Оживленный разговор, который шел между тремя собеседниками, сразу оборвался, и все сразу обернулись к вошедшей девушке. Ходыка также вслед за другими повернулся к дверям и, увидев остановившуюся у порога девушку, с интересом остановил на ней взгляд. Как-то раньше он видел несколько раз Галину, но не обращал на нее внимания; сватал он ее за своего сына исключительно из-за расчета, не справляясь, хороша или дурна дочь старого войта, придется ли она по душе сыну или нет, — теперь же он в первый раз взглянул на Галину и невольно залюбовался ею. С раскрасневшимся от волнения личиком, с испуганным взглядом больших карих глаз, остановившихся на нем, девушка была необычайно хороша в эту минуту.
Разметавшиеся от ветра волосы окружали ее личико ореолом. От всей ее стройной девичьей фигурки и от прелестного, детски чистого выраженья лица веяло такой нежной юностью и красотой, что даже Ходыка почувствовал при виде ее какое-то щекотанье в сердце. С минуту смотрел он на Галину, и вдруг в глазах его вспыхнул сухой, желтый огонек.

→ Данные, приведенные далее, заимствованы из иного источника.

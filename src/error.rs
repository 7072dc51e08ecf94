//! Error types for Verge operations.
//!
//! This module defines [`VergeError`], the primary error type used throughout
//! the crate, and a [`Result`] type alias for convenience.
//!
//! # Error Handling Strategy
//!
//! - Use `VergeError` for domain-specific errors that need distinct handling
//! - Use `anyhow::Error` (via `VergeError::Other`) for unexpected errors
//! - All errors should provide actionable messages for users
//!
//! A failed gate is reported as a value, never as a process abort. Only the
//! binary entry point turns an error into a nonzero exit code.

use thiserror::Error;

/// Core error type for Verge operations.
#[derive(Debug, Error)]
pub enum VergeError {
    /// The installed tool is older than the enforced minimum.
    ///
    /// The display message carries the version string exactly as it was
    /// observed, so users can match it against their installation.
    #[error("unsupported {tool} version {actual}, please use {minimum} or more recent")]
    UnsupportedVersion {
        tool: String,
        actual: String,
        minimum: String,
    },

    /// A version string could not be parsed into numeric components.
    #[error("invalid version string '{input}': {message}")]
    InvalidVersion { input: String, message: String },

    /// The tool's binary was not found on PATH.
    #[error("tool '{tool}' not found on PATH")]
    ToolNotFound { tool: String },

    /// The tool was found but its version could not be determined.
    #[error("failed to determine {tool} version: {message}")]
    ProbeFailed { tool: String, message: String },

    /// The tool has no builtin definition and no minimum was supplied.
    #[error("unknown tool: {name}")]
    UnknownTool { name: String },

    /// IO error wrapper.
    #[error("IO error: {0}")]
    Io(#[from] std::io::Error),

    /// Generic wrapped error for anyhow interop.
    #[error(transparent)]
    Other(#[from] anyhow::Error),
}

/// Result type alias for Verge operations.
pub type Result<T> = std::result::Result<T, VergeError>;

#[cfg(test)]
mod tests {
    use super::*;

    #[test]
    fn unsupported_version_message_format() {
        let err = VergeError::UnsupportedVersion {
            tool: "bundler".into(),
            actual: "1.16.4".into(),
            minimum: "1.16.5".into(),
        };
        assert_eq!(
            err.to_string(),
            "unsupported bundler version 1.16.4, please use 1.16.5 or more recent"
        );
    }

    #[test]
    fn invalid_version_displays_input_and_message() {
        let err = VergeError::InvalidVersion {
            input: "1.x.5".into(),
            message: "component 'x' is not a number".into(),
        };
        let msg = err.to_string();
        assert!(msg.contains("1.x.5"));
        assert!(msg.contains("not a number"));
    }

    #[test]
    fn tool_not_found_displays_tool() {
        let err = VergeError::ToolNotFound {
            tool: "bundler".into(),
        };
        assert!(err.to_string().contains("bundler"));
        assert!(err.to_string().contains("PATH"));
    }

    #[test]
    fn probe_failed_displays_tool_and_message() {
        let err = VergeError::ProbeFailed {
            tool: "bundler".into(),
            message: "no version found in output".into(),
        };
        let msg = err.to_string();
        assert!(msg.contains("bundler"));
        assert!(msg.contains("no version found"));
    }

    #[test]
    fn unknown_tool_displays_name() {
        let err = VergeError::UnknownTool {
            name: "frobnicator".into(),
        };
        assert!(err.to_string().contains("frobnicator"));
    }

    #[test]
    fn io_error_converts_from_std() {
        let io_err = std::io::Error::new(std::io::ErrorKind::NotFound, "file missing");
        let err: VergeError = io_err.into();
        assert!(matches!(err, VergeError::Io(_)));
    }

    #[test]
    fn result_type_alias_works() {
        fn returns_error() -> Result<()> {
            Err(VergeError::UnknownTool {
                name: "test".into(),
            })
        }
        assert!(returns_error().is_err());
    }
}
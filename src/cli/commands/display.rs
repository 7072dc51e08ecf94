//! Shared display helpers for gate outcome formatting.
//!
//! These helpers are used by `check` and `list` so passing and failing
//! gates render consistently. Only the icon is styled; the message text
//! stays plain so it can be matched and piped.

use console::style;

/// Render a passing gate line.
pub fn pass_line(tool: &str, installed: &str, minimum: &str) -> String {
    format!(
        "{} {} {} (minimum {})",
        style("✓").green(),
        tool,
        installed,
        minimum
    )
}

/// Render a failing gate line from an error message.
pub fn fail_line(message: &str) -> String {
    format!("{} {}", style("✗").red(), message)
}

/// Render one row of the known-tool listing.
pub fn tool_row(name: &str, minimum: &str, version_command: &str) -> String {
    format!(
        "  {:<12} >= {:<10} ({})",
        style(name).bold(),
        minimum,
        version_command
    )
}

#[cfg(test)]
mod tests {
    use super::*;

    #[test]
    fn pass_line_contains_versions() {
        let line = pass_line("bundler", "2.4.10", "1.16.5");
        assert!(line.contains("bundler"));
        assert!(line.contains("2.4.10"));
        assert!(line.contains("1.16.5"));
    }

    #[test]
    fn fail_line_contains_message() {
        let line = fail_line("unsupported bundler version 1.16.4");
        assert!(line.contains("unsupported bundler version 1.16.4"));
    }

    #[test]
    fn tool_row_contains_fields() {
        let row = tool_row("bundler", "1.16.5", "bundler --version");
        assert!(row.contains("bundler"));
        assert!(row.contains("1.16.5"));
        assert!(row.contains("bundler --version"));
    }
}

— Чего же ты остановилась, дитя мое? — обратилась к Галине ласково игуменья. — Подойди сюда, привитайся с панотцом твоим и с паном Ходыкой.
Галина подошла под благословенье к игуменье, почтительно поклонилась Ходыке и поцеловала руку отцу.
— Ну что же, донечко, как поживаешь, здорова ли? — произнес ласково Балыка, нежно привлекая к себе Галину и целуя ее в голову.
— Спасибо, панотче, а как же вы без нас?
— Что ж? Скучно, тоскливо, а справляюсь с божьей помощью, — вздохнул тихо старик. — Мы-то ради детей готовы все перетерпеть, а как-то дети?
— Садись же, дочко, чего стоишь, — продолжала приветливо игуменья, указывая Галине место рядом с войтом.